There are two data sets in this project: demographic and credit bureau data.
( Data is in attachmnet)
• Demographic/application data: This is obtained from the information provided by the applicants at the time of credit card application. It contains customer-level information on age, gender, income, marital status, etc.
• Credit bureau: This is taken from the credit bureau and contains variables such as 'number of times 30 DPD or worse in last 3/6/12 months', 'outstanding balance', 'number of trades', etc.
The data dictionary of both data sets is provided below. Please download it.
Both files contain a performance tag, which indicates whether the applicant has gone 90 days past due (DPD) or worse in the past 12 months (i.e. defaulted) after getting a credit card.

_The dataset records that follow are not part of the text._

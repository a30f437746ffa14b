mod config;
mod shell;
mod view;

use anyhow::{Context, bail};
use clap::{Args, Parser, Subcommand};
use platform_obs::{ObsConfig, init_tracing};
use products_hr::{EmployeeField, EmployeeManager, SubmitOutcome, SyncClient, status};
use tracing::info;

use crate::config::AppConfig;

#[derive(Parser, Debug)]
#[command(name = "roster-console", version, about = "Employee roster console")]
struct Cli {
    /// Server root of the employee API (overrides EMPLOYEE_API_URL).
    #[arg(long, global = true, value_name = "URL")]
    base_url: Option<String>,
    #[command(subcommand)]
    command: Commands,
}

#[derive(Subcommand, Debug)]
enum Commands {
    /// Show all employees
    List,
    /// Look up one employee by id
    Get { id: String },
    /// Add an employee
    Add(RecordArgs),
    /// Update a listed employee; omitted fields keep their current value
    Update(RecordArgs),
    /// Delete an employee by id
    Delete { id: i64 },
    /// Interactive session over a single form
    Shell,
}

#[derive(Args, Debug, Default)]
struct RecordArgs {
    #[arg(long)]
    id: Option<String>,
    #[arg(long)]
    name: Option<String>,
    #[arg(long)]
    gender: Option<String>,
    #[arg(long)]
    department: Option<String>,
    #[arg(long)]
    email: Option<String>,
    #[arg(long)]
    contact: Option<String>,
    #[arg(long)]
    salary: Option<String>,
}

impl RecordArgs {
    fn values(&self) -> [(EmployeeField, Option<&String>); 7] {
        [
            (EmployeeField::Id, self.id.as_ref()),
            (EmployeeField::Name, self.name.as_ref()),
            (EmployeeField::Gender, self.gender.as_ref()),
            (EmployeeField::Department, self.department.as_ref()),
            (EmployeeField::Email, self.email.as_ref()),
            (EmployeeField::Contact, self.contact.as_ref()),
            (EmployeeField::Salary, self.salary.as_ref()),
        ]
    }
}

#[tokio::main]
async fn main() -> anyhow::Result<()> {
    let cli = Cli::parse();
    let config = AppConfig::load().with_api_url(cli.base_url.clone());
    init_tracing(ObsConfig::default().with_filter(config.log_filter.clone()))?;

    let endpoint = config.endpoint()?;
    info!(endpoint = endpoint.as_str(), "employee api configured");
    let client = SyncClient::new(endpoint).context("failed to build HTTP client")?;
    let manager = EmployeeManager::new(client);

    match cli.command {
        Commands::List => list(&manager).await,
        Commands::Get { id } => get(&manager, id).await,
        Commands::Add(args) => add(&manager, &args).await,
        Commands::Update(args) => update(&manager, &args).await,
        Commands::Delete { id } => delete(&manager, id).await,
        Commands::Shell => shell::run(&manager).await,
    }
}

type Manager = EmployeeManager<SyncClient>;

async fn list(manager: &Manager) -> anyhow::Result<()> {
    if !manager.load().await {
        bail!(status_or(manager, "roster unavailable"));
    }
    print!("{}", view::roster_table(&manager.roster()));
    Ok(())
}

async fn get(manager: &Manager, id: String) -> anyhow::Result<()> {
    manager.set_lookup_query(id);
    match manager.fetch_query().await {
        Some(record) => {
            print!("{}", view::record(&record));
            Ok(())
        }
        None => bail!(status_or(manager, "lookup failed")),
    }
}

async fn add(manager: &Manager, args: &RecordArgs) -> anyhow::Result<()> {
    for (field, value) in args.values() {
        manager.field_changed(field, value.cloned().unwrap_or_default());
    }
    report(manager, manager.submit_create().await, status::ADDED)
}

async fn update(manager: &Manager, args: &RecordArgs) -> anyhow::Result<()> {
    let Some(id) = args.id.as_deref().and_then(|raw| raw.trim().parse::<i64>().ok()) else {
        bail!("--id is required to update an employee");
    };
    if !manager.load().await {
        bail!(status_or(manager, "roster unavailable"));
    }
    if !manager.edit_by_id(id) {
        bail!("employee {id} not found");
    }
    for (field, value) in args.values() {
        if let Some(value) = value {
            manager.field_changed(field, value.clone());
        }
    }
    report(manager, manager.submit_update().await, status::UPDATED)
}

async fn delete(manager: &Manager, id: i64) -> anyhow::Result<()> {
    if !manager.delete(id).await {
        bail!(status_or(manager, "delete failed"));
    }
    println!("{}", status::DELETED);
    refresh_outcome(manager.status().as_deref())
}

fn report(manager: &Manager, outcome: SubmitOutcome, notice: &str) -> anyhow::Result<()> {
    match outcome {
        SubmitOutcome::Submitted => {
            println!("{notice}");
            refresh_outcome(manager.status().as_deref())
        }
        SubmitOutcome::Rejected(_) | SubmitOutcome::Failed => {
            bail!(status_or(manager, "submission failed"))
        }
    }
}

/// A mutation that landed can still leave the roster stale when the re-fetch fails.
fn refresh_outcome(current: Option<&str>) -> anyhow::Result<()> {
    match current {
        Some(message) if message == status::FETCH_FAILED => {
            bail!("change saved, but the roster could not be re-fetched: {message}")
        }
        _ => Ok(()),
    }
}

fn status_or(manager: &Manager, fallback: &str) -> String {
    manager.status().unwrap_or_else(|| fallback.to_string())
}

#[cfg(test)]
mod tests {
    use super::*;

    #[test]
    fn failed_refetch_after_save_is_an_error() {
        let err = refresh_outcome(Some(status::FETCH_FAILED)).unwrap_err();
        assert!(err.to_string().contains("change saved"));
        assert!(err.to_string().contains(status::FETCH_FAILED));
    }

    #[test]
    fn settled_mutations_exit_cleanly() {
        assert!(refresh_outcome(Some(status::ADDED)).is_ok());
        assert!(refresh_outcome(Some(status::DELETED)).is_ok());
        assert!(refresh_outcome(None).is_ok());
    }
}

In some cases, you will find that all the variables in the credit bureau data are zero and credit card utilisation is missing. These represent cases in which there is a no-hit in the credit bureau. You will also find cases with missing credit card utilisation. These are the cases in which the applicant does not have any other credit card.
Data cleaning and preparation
Create a master file with all the relevant variables and perform the necessary data quality checks and cleaning. In credit risk analytics, the weight of evidence (WOE) (and, equivalently, information value analysis) is often used to identify the important variables. Apart from assessing variable importance, WOE is also used to impute missing values from the data. You’ll note that some variables contain a significant number of missing values. Replace the actual values of all the variables by the corresponding WOE value and store the data in a separate file (e.g. woe_data) for further analysis.
You can read about WOE and information value analysis from the links provided in the additional resources section.
The two types of models you need to build are as follows:
• Demographic data model: Build a model to predict the likelihood of default using only the demographic data. This will give you a good idea about the predictive power of the application data. Obviously, the final model will use the credit bureau data as well, though this model is an important part of understanding the predictive power of application data.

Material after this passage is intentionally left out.